In deze zaak heeft de Rechtbank Amsterdam op 15 maart 2024 uitspraak gedaan in een strafzaak tegen een verdachte die werd beschuldigd van openlijke geweldpleging tegen een aangever op 23 juni 2023 in Amsterdam. De rechtbank heeft het onderzoek ter terechtzitting op 1 maart 2024 gehouden, waarbij de officier van justitie, mr. A.H. Buijsman, de vordering heeft gedaan en de verdediging werd gevoerd door mr. S. Snelder. De benadeelde partij, vertegenwoordigd door mr. E.J.M.J. Damen, heeft ook zijn standpunt naar voren gebracht.

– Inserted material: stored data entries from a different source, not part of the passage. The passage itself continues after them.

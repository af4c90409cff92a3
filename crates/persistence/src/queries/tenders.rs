// Copyright (C) 2026 Fred Clausen
// Use of this source code is governed by an MIT-style
// license that can be found in the LICENSE file or at
// https://opensource.org/licenses/MIT.

use diesel::prelude::*;
use diesel::{MysqlConnection, SqliteConnection};
use tender_bid_domain::{Tender, TenderVersion};
use tracing::debug;

use crate::data_models::{TenderRow, TenderVersionRow};
use crate::diesel_schema::{tender, tender_version};
use crate::error::PersistenceError;

backend_fn! {
/// Retrieves a tender by id.
///
/// # Errors
///
/// Returns an error if the query fails or the stored row is malformed.
/// Returns `Ok(None)` if the tender does not exist.
pub fn get_tender(conn: &mut _, tender_id: &str) -> Result<Option<Tender>, PersistenceError> {
    debug!(tender_id, "Fetching tender");

    let row: Option<TenderRow> = tender::table
        .filter(tender::id.eq(tender_id))
        .select(TenderRow::as_select())
        .first(conn)
        .optional()
        .map_err(|e| PersistenceError::QueryFailed(format!("get_tender: {e}")))?;

    row.map(Tender::try_from).transpose()
}
}

backend_fn! {
/// Lists tenders ordered by name, optionally restricted to one service type.
///
/// # Errors
///
/// Returns an error if the query fails or a stored row is malformed.
pub fn list_tenders(
    conn: &mut _,
    service_type: Option<&str>,
) -> Result<Vec<Tender>, PersistenceError> {
    let mut query = tender::table.select(TenderRow::as_select()).into_boxed();
    if let Some(service_type) = service_type {
        query = query.filter(tender::service_type.eq(service_type));
    }

    let rows: Vec<TenderRow> = query
        .order((tender::name.asc(), tender::id.asc()))
        .load(conn)
        .map_err(|e| PersistenceError::QueryFailed(format!("list_tenders: {e}")))?;

    debug!(count = rows.len(), ?service_type, "Listed tenders");
    rows.into_iter().map(Tender::try_from).collect()
}
}

backend_fn! {
/// Lists the tenders created by an employee, ordered by name.
///
/// # Errors
///
/// Returns an error if the query fails or a stored row is malformed.
pub fn list_tenders_by_creator(
    conn: &mut _,
    creator_id: &str,
) -> Result<Vec<Tender>, PersistenceError> {
    let rows: Vec<TenderRow> = tender::table
        .filter(tender::creator_id.eq(creator_id))
        .select(TenderRow::as_select())
        .order((tender::name.asc(), tender::id.asc()))
        .load(conn)
        .map_err(|e| PersistenceError::QueryFailed(format!("list_tenders_by_creator: {e}")))?;

    rows.into_iter().map(Tender::try_from).collect()
}
}

backend_fn! {
/// Retrieves the snapshot of a tender at a given version.
///
/// # Errors
///
/// Returns an error if the query fails.
/// Returns `Ok(None)` if no snapshot exists for that version.
pub fn get_tender_version(
    conn: &mut _,
    tender_id: &str,
    version: i32,
) -> Result<Option<TenderVersion>, PersistenceError> {
    debug!(tender_id, version, "Fetching tender snapshot");

    tender_version::table
        .filter(tender_version::tender_id.eq(tender_id))
        .filter(tender_version::version.eq(version))
        .select(TenderVersionRow::as_select())
        .first(conn)
        .optional()
        .map(|row| row.map(TenderVersion::from))
        .map_err(|e| PersistenceError::QueryFailed(format!("get_tender_version: {e}")))
}
}

backend_fn! {
/// Lists every snapshot of a tender in ascending version order.
///
/// # Errors
///
/// Returns an error if the query fails.
pub fn list_tender_versions(
    conn: &mut _,
    tender_id: &str,
) -> Result<Vec<TenderVersion>, PersistenceError> {
    let rows: Vec<TenderVersionRow> = tender_version::table
        .filter(tender_version::tender_id.eq(tender_id))
        .select(TenderVersionRow::as_select())
        .order(tender_version::version.asc())
        .load(conn)
        .map_err(|e| PersistenceError::QueryFailed(format!("list_tender_versions: {e}")))?;

    Ok(rows.into_iter().map(TenderVersion::from).collect())
}
}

De tenlastelegging betrof openlijke geweldpleging, waarbij de verdachte zou hebben deelgenomen aan een geweldsincident in het Vondelpark. De rechtbank heeft vastgesteld dat er twee afzonderlijke geweldshandelingen hebben plaatsgevonden, waarbij de verdachte in de eerste fase een conflict had met de aangever en hem meerdere klappen heeft gegeven. In de tweede fase heeft een medeverdachte de aangever met een mes gestoken. De rechtbank oordeelde dat de verdachte niet opzet had op het in vereniging plegen van geweld, omdat de geweldshandelingen los van elkaar stonden en niet gelijktijdig zijn uitgevoerd.

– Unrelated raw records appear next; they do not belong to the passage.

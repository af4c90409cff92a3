// Copyright (C) 2026 Fred Clausen
// Use of this source code is governed by an MIT-style
// license that can be found in the LICENSE file or at
// https://opensource.org/licenses/MIT.

//! State-changing operations.
//!
//! - `tenders`: tender inserts, versioned transitions and status writes
//! - `bids`: bid inserts
//! - `provisioning`: employees, organizations and responsibility links
//!
//! All mutations use Diesel DSL and work on both backends.

pub mod bids;
pub mod provisioning;
pub mod tenders;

De rechtbank heeft de verdachte vrijgesproken van de tenlastegelegde openlijke geweldpleging, omdat niet kon worden bewezen dat hij opzet had op het gezamenlijk plegen van geweld. De vordering van de benadeelde partij werd niet-ontvankelijk verklaard, omdat er geen straf of maatregel aan de verdachte was opgelegd. De kosten werden door beide partijen zelf gedragen.